Thursday, February 28, 2008

The waiting game

Ok, I am done driving to Columbus for the time being, but my CAT scan isn't till April? I think that is a little long to wait for a CAT scan. Considering the type of cancer I have can spread like wild fire. Today I did a presentation of my cancer for a Psych class and thinking about it, what if the fetus that was in my ovary carried the tumor and it was not necessarlily me? The tumor was growing off the fetus. Why then did this happen? It is funny because now that I don't go up to Columbus anymore, I have all these pains that freak me out, but i know is nothing. I actually think I am trying to start my period with cramping. :) That would be exciting.

I am sitting in a diner that is in my building and I have my hat off because I am sweating like a pig. It is funny watching the students come in and stare at me until I look at them and then they look away real fast. Others just give me that "I'm sorry" look which makes me want to throw my laptop at them, but I know anger is not the answer. Here's a sexy man, balding, in his 20's and looks like he just down a pint of grease. I can tell by the way he is looking at me he is saying something funny about me that probably isn't but is making him laugh. I may throw my water bottle at him later, we'll see.

Ok, anyways, I am still living a day at a time. Steve is starting back with his old ways of constantly groping me every time he can. I am still scared to have sex. He has been home since January and we had sex once. I was so uncomfortable with it, i did not enjoy it. Now I relate sex with cancer because I got cancer from a baby that was produced by his sperm. Guess it is dumb, but I can't bring myself no matter how much I want to, to have sex. I don't know how to look at it positively.
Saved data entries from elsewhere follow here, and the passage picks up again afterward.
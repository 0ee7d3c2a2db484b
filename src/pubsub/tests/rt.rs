use super::*;

fn uint32_offset_buffer(value: u32) -> OffsetBuffer {
    let nm = raw_uint32_message(value, true);
    OffsetBuffer::new(&nm, &[vec![VariantTypeId::UInt32]]).unwrap()
}

#[test]
fn offset_table_records_every_patch_site() {
    let offset_buffer = uint32_offset_buffer(1000);
    let kinds = offset_buffer
        .offsets()
        .iter()
        .map(|e| e.kind)
        .collect::<Vec<_>>();
    assert_eq!(
        kinds,
        vec![
            NetworkMessageOffsetKind::GroupSequenceNumber,
            NetworkMessageOffsetKind::DataSetSequenceNumber { data_set: 0 },
            NetworkMessageOffsetKind::PayloadField {
                data_set: 0,
                field: 0,
                type_id: VariantTypeId::UInt32
            },
        ]
    );
    // Offsets are monotonic and inside the buffer
    let mut last_end = 0;
    for e in offset_buffer.offsets() {
        assert!(e.offset >= last_end);
        last_end = e.offset + e.size;
    }
    assert!(last_end <= offset_buffer.len());
    // The payload field patch site holds the encoded value
    let field = offset_buffer.offsets()[2];
    assert_eq!(
        offset_buffer.bytes()[field.offset..field.offset + field.size],
        1000u32.to_le_bytes()
    );
}

#[test]
fn patching_changes_only_the_patch_sites() {
    let mut offset_buffer = uint32_offset_buffer(1000);
    let snapshot = offset_buffer.bytes().to_vec();
    let patch_sites = offset_buffer.offsets().to_vec();

    offset_buffer.patch_u16(0, 17).unwrap();
    offset_buffer.patch_u16(1, 4711).unwrap();
    offset_buffer
        .patch_field(2, &Variant::UInt32(0xAABB_CCDD))
        .unwrap();

    for (i, (before, after)) in snapshot.iter().zip(offset_buffer.bytes()).enumerate() {
        let inside_patch_site = patch_sites
            .iter()
            .any(|e| i >= e.offset && i < e.offset + e.size);
        if !inside_patch_site {
            assert_eq!(before, after, "byte {} changed outside a patch site", i);
        }
    }
    let field = patch_sites[2];
    assert_eq!(
        offset_buffer.bytes()[field.offset..field.offset + field.size],
        0xAABB_CCDDu32.to_le_bytes()
    );
}

#[test]
fn buffer_length_is_fixed_after_freeze() {
    let mut offset_buffer = uint32_offset_buffer(1);
    let len = offset_buffer.len();
    offset_buffer.patch_field(2, &Variant::UInt32(u32::MAX)).unwrap();
    offset_buffer.patch_u16(0, u16::MAX).unwrap();
    assert_eq!(offset_buffer.len(), len);
}

#[test]
fn patching_the_wrong_type_is_rejected() {
    let mut offset_buffer = uint32_offset_buffer(1000);
    assert_eq!(
        offset_buffer
            .patch_field(2, &Variant::UInt16(7))
            .unwrap_err(),
        StatusCode::BadInvalidArgument
    );
    // Sequence number slots only accept sequence numbers
    assert_eq!(
        offset_buffer.patch_field(0, &Variant::UInt32(1)).unwrap_err(),
        StatusCode::BadInvalidArgument
    );
}

#[test]
fn update_reads_patched_values_from_a_matching_packet() {
    // Publisher side - patch a new value and fresh sequence numbers into the buffer
    let mut publisher = uint32_offset_buffer(0);
    publisher.patch_u16(0, 3).unwrap();
    publisher.patch_u16(1, 3).unwrap();
    publisher.patch_field(2, &Variant::UInt32(1000)).unwrap();

    // Subscriber side - same frozen shape, zeroed placeholders
    let subscriber = uint32_offset_buffer(0);
    let values = subscriber
        .update_from(publisher.bytes(), &DecodingOptions::test())
        .unwrap();
    assert_eq!(values.len(), 1);
    assert_eq!(values[0].1, Variant::UInt32(1000));
}

#[test]
fn update_rejects_a_packet_of_different_shape() {
    let subscriber = uint32_offset_buffer(0);

    // Different length
    let err = subscriber
        .update_from(&[0u8; 4], &DecodingOptions::test())
        .unwrap_err();
    assert_eq!(err, StatusCode::BadDecodingError);

    // Same length, different writer group id outside the patch sites
    let mut other = raw_uint32_message(0, true);
    if let Some(ref mut group_header) = other.group_header {
        group_header.writer_group_id = Some(101);
    }
    let bytes = other.encode_to_vec().unwrap();
    let err = subscriber
        .update_from(&bytes, &DecodingOptions::test())
        .unwrap_err();
    assert_eq!(err, StatusCode::BadDecodingError);
}

#[test]
fn update_accepts_any_sequence_numbers() {
    let mut publisher = uint32_offset_buffer(0);
    publisher.patch_u16(0, 0xFFFF).unwrap();
    publisher.patch_u16(1, 0).unwrap();
    publisher.patch_field(2, &Variant::UInt32(1)).unwrap();

    let subscriber = uint32_offset_buffer(0);
    assert!(subscriber
        .update_from(publisher.bytes(), &DecodingOptions::test())
        .is_ok());
}

#[test]
fn variant_payloads_cannot_freeze() {
    let dsm = DataSetMessage::key_frame(
        DataSetMessageHeader::default(),
        vec![Variant::from(1u32)],
    );
    let nm = UadpNetworkMessage {
        publisher_id: Some(PublisherId::UInt16(2234)),
        dataset_payload_header: Some(vec![62541]),
        payload: vec![dsm],
        ..UadpNetworkMessage::default()
    };
    assert_eq!(
        OffsetBuffer::new(&nm, &[vec![VariantTypeId::UInt32]]).unwrap_err(),
        StatusCode::BadNotSupported
    );
}

#[test]
fn field_types_must_cover_the_raw_body() {
    let nm = raw_uint32_message(1, false);
    // Too small a type list leaves bytes unaccounted for
    assert_eq!(
        OffsetBuffer::new(&nm, &[vec![VariantTypeId::UInt16]]).unwrap_err(),
        StatusCode::BadInvalidArgument
    );
    // Variable length types have no fixed slot at all
    assert_eq!(
        OffsetBuffer::new(&nm, &[vec![VariantTypeId::String]]).unwrap_err(),
        StatusCode::BadNotSupported
    );
}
side note: Grease man had to do another walk through to stare at me. Surprise! he has a mountain dew and candy with him. What a health nut he is. TAKE A FUCKING PICTURE!

Sorry, anyways, I love him and want to share that part with him, but for some reason I think chemo, when I come close to going to him with the magical words, "let's have sex" and I chicken out. I know he has to be going crazy, I would be if I were him. I don't even want him kissing me.

side note: Holy shit! Grease man is now sitting next to me. What the fuck? aRe you going to sketch me for a better at home masterbating angle?

Sorry, again, that was not nice. I will work on letting him kiss me and go from there. I was so use to him not kissing me becasue my counts were always low and he was scared to give me some weird Iraq disease that now it is just weird. It is almost like we have to relearn ourselves and get to know ourselves from the inside out again. He said that when he saw me in the hospital after being gone for 7 months it was strange for him and then have us go through what we have, i know it is going to be wierd.

I will keep you updated on my life, right now, I have to focus on finishing this quarter (2 more weeks) Haven't really gone to class yet. :)

2 comments:

nat said...

Maybe you can get someone to take the kids, and you and Steve can get away even if its just a cheesy overnight hotel stay (or a three hour 'nap' lol!).
It seems that once the drifting apart starts, its harder to get back to normal. It was hard for me, for a while, to look outside of myself and my fear, to reconnect with my husband. I still have to watch out for that in myself.

Or, you could just get really, really drunk ;)

Hey - my hair is growing back in! Soon, I hope to abandon my head covering (stupid hot flashes...) My eyelashes are coming in too, and so are my eyebrows. Unfortunately, all other body hair is coming back too -time to dig out my razor again...

jeninthedesert said...

I hope you and your husband are able to find your way back to each other. ;)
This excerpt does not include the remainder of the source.